WHAT NEEDS TO BE DONE: The lines from the one holding "let mut buffer = vec![0u8; CHUNK_SIZE];" to the end of the records below, exactly as written, are the only thing to return.
*** Begin section ***
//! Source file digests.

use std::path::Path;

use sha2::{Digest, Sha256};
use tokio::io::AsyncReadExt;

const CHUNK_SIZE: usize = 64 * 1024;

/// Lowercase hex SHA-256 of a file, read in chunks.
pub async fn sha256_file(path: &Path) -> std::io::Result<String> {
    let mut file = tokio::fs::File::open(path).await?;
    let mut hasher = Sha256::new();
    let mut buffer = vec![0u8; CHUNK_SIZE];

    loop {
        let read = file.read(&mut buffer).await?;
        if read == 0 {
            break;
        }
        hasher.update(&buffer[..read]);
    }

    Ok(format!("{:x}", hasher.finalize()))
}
*** End section ***
EXPECTED ANSWER:
    let mut buffer = vec![0u8; CHUNK_SIZE];

    loop {
        let read = file.read(&mut buffer).await?;
        if read == 0 {
            break;
        }
        hasher.update(&buffer[..read]);
    }

    Ok(format!("{:x}", hasher.finalize()))
}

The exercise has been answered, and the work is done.